## [How to complete this task]
Below are the records; count how many of their lines contain the word "HashError" and give that number only.
■ ■ ■ ■
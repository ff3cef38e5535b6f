//! Hashing utilities for content-addressed recipe identifiers.
//!
//! This module provides:
//! - `ObjectHash`: a 32-character base32 identifier for a recipe
//! - `Hashable`: canonical JSON serialization hashed into an `ObjectHash`

use data_encoding::BASE32;
use serde::{Deserialize, Serialize};
use sha2::{Digest, Sha256};

/// Number of leading SHA-256 bytes kept in an identifier (160 bits).
pub const OBJ_HASH_BYTES: usize = 20;

pub type HashError = serde_json::Error;

/// A content-addressed identifier.
///
/// The first 160 bits of a SHA-256 over the canonical JSON serialization,
/// encoded as lowercase RFC 4648 base32 (the same truncation scheme nix uses
/// for store paths).
///
/// # Format
///
/// 32 lowercase characters from `a-z2-7`, e.g. `"mfrggzdfmztwq2lknnwg23tpobyxe43u"`.
#[derive(Debug, Clone, PartialEq, Eq, PartialOrd, Ord, Hash, Serialize, Deserialize)]
#[serde(transparent)]
pub struct ObjectHash(pub String);

impl std::fmt::Display for ObjectHash {
  fn fmt(&self, f: &mut std::fmt::Formatter<'_>) -> std::fmt::Result {
    write!(f, "{}", self.0)
  }
}

/// Types whose serialized form is their identity.
///
/// Implementors must serialize deterministically: maps as `BTreeMap`, no
/// fields whose value depends on iteration order.
pub trait Hashable: Serialize {
  fn compute_hash(&self) -> Result<ObjectHash, HashError> {
    let serialized = serde_json::to_vec(self)?;
    Ok(hash_bytes(&serialized))
  }
}

/// Hash arbitrary bytes into an `ObjectHash`.
pub fn hash_bytes(data: &[u8]) -> ObjectHash {
  let digest = Sha256::digest(data);
  ObjectHash(BASE32.encode(&digest[..OBJ_HASH_BYTES]).to_lowercase())
}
■ ■ ■ ■
## [Exercise solution]
2